Из интервью Евгению Степанову Собеседник. 1989. № 38

"ЦЕЛАЯ ДИВИЗИЯ ЕГО ОКРУЖИЛА,

НО ОН ДАЛ ВЗЯТКУ И УШЕЛ"

Из популярной брошюры "Грибы":

"БОРОВИК, белый гриб, также "царь грибов". Широко распространен в хвойных и смешанных лесах средней полосы России и США..."

- Артем, сегодняшний читатель запретными темами объелся. Вы тем не менее продолжаете поставлять ему нечто секретное. Что, на ваш взгляд, по-прежнему остается белым пятном?

- Ну, во-первых, смысл нашего названия следует понимать расширительно. Наша тема - любое закулисье, будь то личная жизнь звезды или кремлевские тайны. Политика читателя действительно больше не заботит, он обкормлен ею. Но за семью печатями сегодня по-прежнему кремлевская жизнь в частности, коррупция в высших эшелонах власти. Относительно честности Ельцина - субъективной, по крайней мере, - у меня сомнений нет. Однако я знаю, что Гайдар одним росчерком пера сделал десятки людей запредельно богатыми, но сделал он это потому, что, будучи профессиональным экономистом, не является профессиональным политиком. Иногда он не знал, что подписывает. Им пытались манипулировать. У меня создается впечатление, что так же сейчас пытаются манипулировать президентом. На это намекают документы, которые мне передал руководитель одного из комитетов Верховного Совета. Документы оставляют очень тяжелое ощущение. Сейчас наши журналисты их проверяют.

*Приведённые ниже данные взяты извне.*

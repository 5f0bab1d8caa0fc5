use chrono::NaiveDate;
use pretty_assertions::assert_eq;
use robo_advisor_core::engine::{BacktestRequest, SimulateRequest};
use robo_advisor_core::portfolio::CreatePortfolioRequest;
use robo_advisor_core::rebalance::{rebalance, RebalanceRequest, TradeSide};
use robo_advisor_core::risk_profile::RiskQuestionnaire;
use robo_advisor_core::simulation::{simulate_forward, ForwardParams, SimulationMode};
use robo_advisor_core::storage::InMemoryPortfolioRepository;
use robo_advisor_core::{
    Allocation, Engine, EngineConfig, InvestmentGoal, RiskLevel, ALLOCATION_TOLERANCE,
};
use rust_decimal::Decimal;
use rust_decimal_macros::dec;
use std::collections::BTreeMap;
use std::sync::Arc;

fn allocation(pairs: &[(&str, Decimal)]) -> Allocation {
    Allocation::new(pairs.iter().map(|(s, w)| (s.to_string(), *w)).collect()).unwrap()
}

fn forward(seed: u64) -> ForwardParams {
    ForwardParams {
        time_horizon: 5,
        initial_investment: dec!(100000),
        monthly_contribution: dec!(1000),
        expected_return: dec!(0.07),
        volatility: dec!(0.15),
        benchmark_return: dec!(0.07),
        mode: SimulationMode::MonteCarlo,
        num_paths: 200,
        seed: Some(seed),
        start_date: NaiveDate::from_ymd_opt(2024, 1, 1).unwrap(),
    }
}

#[cfg(feature = "monte_carlo")]
fn engine() -> Engine {
    use robo_advisor_core::market_data::SyntheticMarketData;
    let end = NaiveDate::from_ymd_opt(2024, 6, 28).unwrap();
    Engine::new(
        EngineConfig::default(),
        Arc::new(InMemoryPortfolioRepository::new()),
        Arc::new(SyntheticMarketData::default_universe(11, end, 5).unwrap()),
    )
    .unwrap()
}

// ---------------------------------------------------------------------------
// Risk assessment
// ---------------------------------------------------------------------------

#[test]
fn test_moderate_profile_scenario() {
    let engine = Engine::new(
        EngineConfig::default(),
        Arc::new(InMemoryPortfolioRepository::new()),
        Arc::new(robo_advisor_core::market_data::InMemoryMarketData::new()),
    )
    .unwrap();
    let out = engine
        .assess_risk(&RiskQuestionnaire {
            age: 30,
            income: dec!(100000),
            investment_horizon: 20,
            risk_tolerance: 5,
            investment_goals: vec![InvestmentGoal::WealthGrowth, InvestmentGoal::IncomeGeneration],
        })
        .unwrap();
    assert_eq!(out.result.risk_level, RiskLevel::Moderate);
    let total = out.result.recommended_allocation.total();
    assert!((total - Decimal::ONE).abs() <= ALLOCATION_TOLERANCE);
    assert_eq!(out.result.investment_goals.len(), 2);
}

#[test]
fn test_questionnaire_json_uses_goal_aliases() {
    let q: RiskQuestionnaire = serde_json::from_str(
        r#"{"age": 45, "income": "85000", "investment_horizon": 10,
            "risk_tolerance": 3, "investment_goals": ["growth", "income"]}"#,
    )
    .unwrap();
    assert_eq!(
        q.investment_goals,
        vec![InvestmentGoal::WealthGrowth, InvestmentGoal::IncomeGeneration]
    );
}

// ---------------------------------------------------------------------------
// Rebalancing
// ---------------------------------------------------------------------------

#[test]
fn test_rebalance_at_threshold_scenario() {
    let req = RebalanceRequest {
        current_allocation: allocation(&[("VTI", dec!(0.65)), ("BND", dec!(0.35))]),
        target_allocation: allocation(&[("VTI", dec!(0.6)), ("BND", dec!(0.4))]),
        drift_threshold: dec!(0.05),
        force: false,
        portfolio_value: Some(dec!(10000)),
        prices: BTreeMap::from([("VTI".to_string(), dec!(250)), ("BND".to_string(), dec!(72))]),
    };
    let out = rebalance(&req).unwrap();
    assert!(out.result.drifts.iter().all(|d| d.flagged));
    assert_eq!(out.result.new_allocation, req.target_allocation);
    let sides: Vec<TradeSide> = out.result.trades.iter().map(|t| t.side).collect();
    assert_eq!(sides, vec![TradeSide::Sell, TradeSide::Buy]);
    assert_eq!(out.result.trades[0].amount, dec!(500));
}

#[test]
fn test_rebalance_below_threshold_keeps_current() {
    let current = allocation(&[("VTI", dec!(0.62)), ("BND", dec!(0.38))]);
    let req = RebalanceRequest {
        current_allocation: current.clone(),
        target_allocation: allocation(&[("VTI", dec!(0.6)), ("BND", dec!(0.4))]),
        drift_threshold: dec!(0.05),
        force: false,
        portfolio_value: Some(dec!(10000)),
        prices: BTreeMap::new(),
    };
    let out = rebalance(&req).unwrap();
    assert!(!out.result.rebalance_needed);
    assert_eq!(out.result.new_allocation, current);
    assert!(out.result.trades.is_empty());
}

// ---------------------------------------------------------------------------
// Simulation
// ---------------------------------------------------------------------------

#[cfg(feature = "monte_carlo")]
#[test]
fn test_seeded_simulation_is_reproducible() {
    let a = simulate_forward(&forward(42)).unwrap();
    let b = simulate_forward(&forward(42)).unwrap();
    assert_eq!(a.result.simulation_results, b.result.simulation_results);
    assert_eq!(a.result.simulation_results.len(), 60);
    assert_eq!(a.result.seed, Some(42));
}

#[cfg(feature = "monte_carlo")]
#[test]
fn test_different_seeds_differ() {
    let a = simulate_forward(&forward(1)).unwrap();
    let b = simulate_forward(&forward(2)).unwrap();
    assert_ne!(a.result.final_value, b.result.final_value);
}

#[test]
fn test_deterministic_projection_with_contributions() {
    let mut params = forward(0);
    params.mode = SimulationMode::Deterministic;
    params.expected_return = Decimal::ZERO;
    let out = simulate_forward(&params).unwrap();
    assert_eq!(out.result.final_value, dec!(160000));
    assert_eq!(out.result.total_contributions, dec!(160000));
}

// ---------------------------------------------------------------------------
// End-to-end through the engine
// ---------------------------------------------------------------------------

#[cfg(feature = "monte_carlo")]
#[test]
fn test_assess_create_simulate_backtest() {
    let engine = engine();
    let assessment = engine
        .assess_risk(&RiskQuestionnaire {
            age: 35,
            income: dec!(120000),
            investment_horizon: 25,
            risk_tolerance: 7,
            investment_goals: vec![InvestmentGoal::Retirement],
        })
        .unwrap()
        .result;

    let portfolio = engine
        .create_portfolio(&CreatePortfolioRequest {
            name: None,
            risk_level: assessment.risk_level,
            investment_goals: assessment.investment_goals.clone(),
            recommended_allocation: assessment.recommended_allocation,
            initial_investment: Some(dec!(50000)),
            optimize: false,
        })
        .unwrap();
    assert_eq!(portfolio.total_value, dec!(50000));
    assert_eq!(portfolio.risk_level, assessment.risk_level);

    let sim = engine
        .simulate(
            &portfolio.id,
            &SimulateRequest {
                time_horizon: 3,
                initial_investment: None,
                monthly_contribution: dec!(500),
                allocation: None,
                expected_return: None,
                volatility: None,
                mode: SimulationMode::MonteCarlo,
                num_paths: Some(100),
                seed: Some(9),
                start_date: NaiveDate::from_ymd_opt(2024, 7, 1),
            },
        )
        .unwrap();
    assert_eq!(sim.result.simulation_results.len(), 36);
    for point in &sim.result.simulation_results {
        let (p10, p90) = (point.p10.unwrap(), point.p90.unwrap());
        assert!(p10 <= point.portfolio_value && point.portfolio_value <= p90);
    }

    let bt = engine
        .backtest(
            &portfolio.id,
            &BacktestRequest {
                allocation: None,
                time_horizon: 2,
                initial_investment: Some(dec!(10000)),
                monthly_contribution: Decimal::ZERO,
            },
        )
        .unwrap();
    assert!(!bt.result.backtest_results.is_empty());
    assert_eq!(bt.result.total_contributions, dec!(10000));
    assert_eq!(
        bt.result.backtest_results.last().unwrap().portfolio_value,
        bt.result.final_value
    );
}

#[cfg(feature = "monte_carlo")]
#[test]
fn test_backtest_rejects_bad_allocation_override() {
    let engine = engine();
    let p = engine
        .create_portfolio(&CreatePortfolioRequest {
            name: None,
            risk_level: RiskLevel::Moderate,
            investment_goals: vec![InvestmentGoal::WealthGrowth],
            recommended_allocation: robo_advisor_core::risk_profile::recommended_allocation(
                RiskLevel::Moderate,
            ),
            initial_investment: None,
            optimize: false,
        })
        .unwrap();
    let bad = BTreeMap::from([("VTI".to_string(), dec!(0.7)), ("BND".to_string(), dec!(0.2))]);
    let err = engine
        .backtest(
            &p.id,
            &BacktestRequest {
                allocation: Some(bad),
                time_horizon: 1,
                initial_investment: None,
                monthly_contribution: Decimal::ZERO,
            },
        )
        .unwrap_err();
    assert!(matches!(
        err,
        robo_advisor_core::AdvisorError::InvalidParameter { .. }
            | robo_advisor_core::AdvisorError::Validation { .. }
    ));
}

В принципе же меня мало интересуют сиюминутные сенсации. Гораздо интереснее глубинные процессы. Например, совершенная загадка, что происходит с молодежью. Тайна для меня - шестидесятые годы, внезапно захлебнувшиеся во всем мире по непонятным причинам, - тут и убийство Кеннеди, и переворот 1964 года в СССР, и Вьетнам, но больше такого счастья в истории XX века не было.

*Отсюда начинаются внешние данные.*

pub mod profiler;

pub use profiler::{
    assess_risk, level_for_score, recommended_allocation, AssetClassAllocation,
    RiskAssessmentResult, RiskQuestionnaire, RiskSummary,
};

"БОРОВИК хорош в соленом, маринованном, но прежде всего в жареном виде..."

- Не думаю, что, появись у вас время, вы стали бы заниматься "жареной", желтой темой вроде валютной проституции...

- Нет, конечно. На самом деле меня сейчас занимала бы только одна тема: я проехал бы по фронтам республиканских войн. Я глубоко убежден, что это продолжение Афганистана. Война в Афганистане имела какой-то мистический смысл: последний солдат, перешагнувший границу, принес её с собой на советскую территорию. Мне представляется, что СССР развалился во многом благодаря Афганистану - это была точка, где трясло, а есть такое понятие в физике - резонанс...

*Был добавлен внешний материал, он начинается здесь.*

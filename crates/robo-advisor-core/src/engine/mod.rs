//! Endpoint facade over the pure computation modules.
//!
//! Reads work on snapshots fetched from the repository. Writes to one
//! portfolio are serialized by a per-id mutex and committed with an
//! optimistic version check.

pub mod requests;

use chrono::{Months, NaiveDate, Utc};
use dashmap::DashMap;
use rust_decimal::{Decimal, RoundingStrategy};
use std::collections::{BTreeMap, BTreeSet};
use std::sync::{Arc, Mutex};
use uuid::Uuid;

use crate::config::EngineConfig;
use crate::error::AdvisorError;
use crate::goals::{project_goal, GoalInput, GoalProjection};
use crate::market_data::{fetch_aligned, AlignedSeries, MarketDataProvider};
use crate::optimizer::{
    assumed_moments, compute_efficient_frontier, estimate_from_series, historical_moments,
    select_for_risk_level, EfficientFrontier, FrontierParams, PortfolioMoments,
};
use crate::portfolio::builder::{BOND_FUNDS, STOCK_FUNDS};
use crate::portfolio::{
    apply_transaction, build_portfolio, compute_stats, etf_allocation, revalue,
    CreatePortfolioRequest, Portfolio, PortfolioStats, Transaction, TransactionKind,
    TransactionRequest,
};
use crate::rebalance::{rebalance, RebalanceRequest, TradeSide};
use crate::risk_profile::{assess_risk, RiskAssessmentResult, RiskQuestionnaire};
use crate::simulation::{
    run_backtest, simulate_forward, BacktestParams, BacktestResult, ForwardParams,
    SimulationResult,
};
use crate::storage::PortfolioRepository;
use crate::tax::{find_opportunities, harvest_position, HarvestCandidate, TaxLossReport};
use crate::types::{Allocation, ComputationOutput, Money, CASH_SYMBOL};
use crate::AdvisorResult;

pub use requests::{
    BacktestRequest, HarvestResponse, RawAllocation, RebalanceRequestBody, RebalanceResponse,
    SimulateRequest, TransactionResponse,
};
use requests::parse_allocation;

/// Attempts at a write before a version conflict is reported.
const WRITE_ATTEMPTS: u32 = 3;
const SHARE_DP: u32 = 6;

pub struct Engine {
    config: EngineConfig,
    repo: Arc<dyn PortfolioRepository>,
    market: Arc<dyn MarketDataProvider>,
    locks: DashMap<String, Arc<Mutex<()>>>,
}
use chrono::{Datelike, NaiveDate};
use rust_decimal::Decimal;
use serde::{Deserialize, Serialize};
use std::time::Instant;

use crate::error::AdvisorError;
use crate::time_value::{fv, monthly_rate, pmt};
use crate::types::{with_metadata, ComputationOutput, Money, Rate};
use crate::AdvisorResult;

/// A savings goal such as retirement or a house deposit.
#[derive(Debug, Clone, Serialize, Deserialize)]
pub struct GoalInput {
    pub name: String,
    /// Free-form category, e.g. "retirement", "house", "education".
    #[serde(rename = "type", default)]
    pub kind: Option<String>,
    pub target_amount: Money,
    pub current_amount: Money,
    pub target_date: NaiveDate,
    #[serde(default)]
    pub monthly_contribution: Money,
    /// Annual return assumed on the saved amount.
    pub expected_return: Rate,
    pub as_of: NaiveDate,
}

#[derive(Debug, Clone, Serialize, Deserialize)]
pub struct GoalProjection {
    pub name: String,
    pub kind: Option<String>,
    /// current / target, capped at one.
    pub progress: Decimal,
    pub months_remaining: u32,
    pub projected_value: Money,
    /// Monthly saving needed to hit the target exactly; zero when the
    /// current balance already grows past it.
    pub required_monthly_contribution: Money,
    pub shortfall: Money,
    pub on_track: bool,
}

pub fn project_goal(input: &GoalInput) -> AdvisorResult<ComputationOutput<GoalProjection>> {
    let start = Instant::now();
    let mut warnings: Vec<String> = Vec::new();

    if input.target_amount <= Decimal::ZERO {
        return Err(AdvisorError::validation("target_amount", "Must be positive"));
    }
    if input.current_amount < Decimal::ZERO || input.monthly_contribution < Decimal::ZERO {
        return Err(AdvisorError::validation(
            "current_amount",
            "Amounts must be non-negative",
        ));
    }
    let months = months_between(input.as_of, input.target_date);
    if months == 0 {
        return Err(AdvisorError::invalid_parameter(
            "target_date",
            format!("Must be at least one month after {}", input.as_of),
        ));
    }

    let rate = monthly_rate(input.expected_return);
    let projected_value = fv(rate, months, input.monthly_contribution, input.current_amount)?;
    let required = pmt(rate, months, input.current_amount, input.target_amount)?;
    let shortfall = (input.target_amount - projected_value).max(Decimal::ZERO);
    let progress = (input.current_amount / input.target_amount).min(Decimal::ONE);

    if months < 12 && shortfall > Decimal::ZERO {
        warnings.push("Less than a year remains and the goal is projected to fall short".into());
    }

    let output = GoalProjection {
        name: input.name.clone(),
        kind: input.kind.clone(),
        progress: progress.round_dp(4),
        months_remaining: months,
        projected_value: projected_value.round_dp(2),
        required_monthly_contribution: required.max(Decimal::ZERO).round_dp(2),
        shortfall: shortfall.round_dp(2),
        on_track: shortfall.is_zero(),
    };

    let elapsed = start.elapsed().as_micros() as u64;
    Ok(with_metadata(
        "Future value of current savings plus end-of-month contributions",
        &serde_json::json!({
            "expected_return": input.expected_return.to_string(),
            "monthly_rate": rate.round_dp(8).to_string(),
        }),
        warnings,
        elapsed,
        output,
    ))
}

/// Whole months from `from` to `to`, zero when `to` is not later.
fn months_between(from: NaiveDate, to: NaiveDate) -> u32 {
    if to <= from {
        return 0;
    }
    let mut months = (to.year() - from.year()) * 12 + to.month() as i32 - from.month() as i32;
    if to.day() < from.day() {
        months -= 1;
    }
    months.max(0) as u32
}

#[cfg(test)]
mod tests {
    use super::*;
    use rust_decimal_macros::dec;

    fn goal() -> GoalInput {
        GoalInput {
            name: "House Down Payment".into(),
            kind: Some("house".into()),
            target_amount: dec!(100000),
            current_amount: dec!(50000),
            target_date: NaiveDate::from_ymd_opt(2030, 1, 1).unwrap(),
            monthly_contribution: dec!(500),
            expected_return: Decimal::ZERO,
            as_of: NaiveDate::from_ymd_opt(2025, 1, 1).unwrap(),
        }
    }

    #[test]
    fn test_zero_return_projection() {
        let out = project_goal(&goal()).unwrap().result;
        assert_eq!(out.months_remaining, 60);
        assert_eq!(out.projected_value, dec!(80000));
        assert_eq!(out.shortfall, dec!(20000));
        assert_eq!(out.required_monthly_contribution, dec!(833.33));
        assert_eq!(out.progress, dec!(0.5));
        assert!(!out.on_track);
    }

    #[test]
    fn test_on_track_with_growth() {
        let mut g = goal();
        g.expected_return = dec!(0.08);
        g.monthly_contribution = dec!(1000);
        let out = project_goal(&g).unwrap().result;
        assert!(out.on_track);
        assert!(out.projected_value > dec!(100000));
        assert!(out.required_monthly_contribution < dec!(1000));
    }

    #[test]
    fn test_already_funded_needs_nothing() {
        let mut g = goal();
        g.current_amount = dec!(150000);
        let out = project_goal(&g).unwrap().result;
        assert_eq!(out.required_monthly_contribution, Decimal::ZERO);
        assert_eq!(out.progress, Decimal::ONE);
    }

    #[test]
    fn test_past_target_date_rejected() {
        let mut g = goal();
        g.target_date = g.as_of;
        assert!(matches!(
            project_goal(&g).unwrap_err(),
            AdvisorError::InvalidParameter { .. }
        ));
    }

    #[test]
    fn test_months_between() {
        let d = |y, m, day| NaiveDate::from_ymd_opt(y, m, day).unwrap();
        assert_eq!(months_between(d(2025, 1, 15), d(2025, 3, 14)), 1);
        assert_eq!(months_between(d(2025, 1, 15), d(2025, 3, 15)), 2);
        assert_eq!(months_between(d(2025, 3, 1), d(2025, 1, 1)), 0);
    }
}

- Вы действительно ходили в Афганистане под смертью?

- Безопасных мест там не существовало. Лично мне было страшно дважды. Во-первых, я обманом слетал на МИГе. У меня было разрешение посетить авиаполк, подписанное Ахромеевым. В штабе полка к моему приезду все уже были "веселые", к тому же темно, мерцают только экраны локаторов, - я показал свое разрешение тому, от кого зависело "пускать - не пускать", он разглядел только подпись Ахромеева и после небольшого медосмотра позволил взять меня на боевой вылет. Вылет продолжался 32 минуты, чему я не верю до сих пор - мне казалось, что мы были в воздухе не меньше пяти часов. Второй раз было страшно - и, пожалуй, страшнее всего, - когда я ходил к пакистанской границе со спецназом. У меня была цель: превратиться в солдата. Временно забыть, что я журналист. Солдат открывает свою душу лишь тому, кого уважает. А уважать он начинает тебя лишь тогда, когда убедится, что ты ходишь в тех же сапогах, что и он, до крови стесываешь ноги о песок, сыплющийся в голенища, носишь рюкзак и автомат. И хотя законы международной журналистской этики предписывают военным корреспондентам не иметь штатного оружия - я сознательно брал с собой автомат.